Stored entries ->
________
//! List endpoints.

use super::{
    AppState, CreateListBody, DEFAULT_PAGE_LIMIT, ListResponse, PaginationQuery, SearchQuery,
    UpdateListBody, error::ApiErrorResponse, parse_list_id, total_header,
};
use crate::pagination::PageRequest;
use crate::todo::services::{CreateListRequest, UpdateListRequest};
use axum::{
    Json,
    extract::{
        Path, Query, State,
        rejection::{JsonRejection, QueryRejection},
    },
    http::StatusCode,
};

type ApiResult<T> = Result<T, ApiErrorResponse>;

pub(super) async fn create_list(
    State(state): State<AppState>,
    body: Result<Json<CreateListBody>, JsonRejection>,
) -> ApiResult<(StatusCode, Json<ListResponse>)> {
    let Json(body) = body?;
    let request = CreateListRequest {
        title: body.title,
        description: body.description,
        tasks: body.tasks,
    };
    let list = state.lists.create_list(request).await?;
    Ok((StatusCode::CREATED, Json(list.into())))
}

pub(super) async fn list_lists(
    State(state): State<AppState>,
    query: Result<Query<PaginationQuery>, QueryRejection>,
) -> ApiResult<([(&'static str, String); 1], Json<Vec<ListResponse>>)> {
    let Query(query) = query?;
    let page = PageRequest::new(
        query.limit.unwrap_or(DEFAULT_PAGE_LIMIT),
        query.offset.unwrap_or_default(),
    );
    let lists = state.lists.get_all_lists_with_pagination(page).await?;
    let headers = total_header(&lists);
    let body = lists.map(ListResponse::from).items;
    Ok((headers, Json(body)))
}

pub(super) async fn search_lists(
    State(state): State<AppState>,
    query: Result<Query<SearchQuery>, QueryRejection>,
) -> ApiResult<Json<Vec<ListResponse>>> {
    let Query(query) = query?;
    let lists = state.lists.search_by_title(&query.title).await?;
    Ok(Json(lists.into_iter().map(ListResponse::from).collect()))
}

pub(super) async fn get_list(
    State(state): State<AppState>,
    Path(id): Path<String>,
) -> ApiResult<Json<ListResponse>> {
    let list = state.lists.get_list(parse_list_id(&id)?).await?;
    Ok(Json(list.into()))
}

pub(super) async fn update_list(
    State(state): State<AppState>,
    Path(id): Path<String>,
    body: Result<Json<UpdateListBody>, JsonRejection>,
) -> ApiResult<Json<ListResponse>> {
    let list_id = parse_list_id(&id)?;
    let Json(body) = body?;
    let list = state
        .lists
        .update_list(list_id, UpdateListRequest::new(body.title, body.description))
        .await?;
    Ok(Json(list.into()))
}

pub(super) async fn delete_list(
    State(state): State<AppState>,
    Path(id): Path<String>,
) -> ApiResult<StatusCode> {
    state.lists.delete_list(parse_list_id(&id)?).await?;
    Ok(StatusCode::NO_CONTENT)
}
________
Work order -> For the word "from", tally the lines above that hold it and answer with the number alone.

Task answer -> 2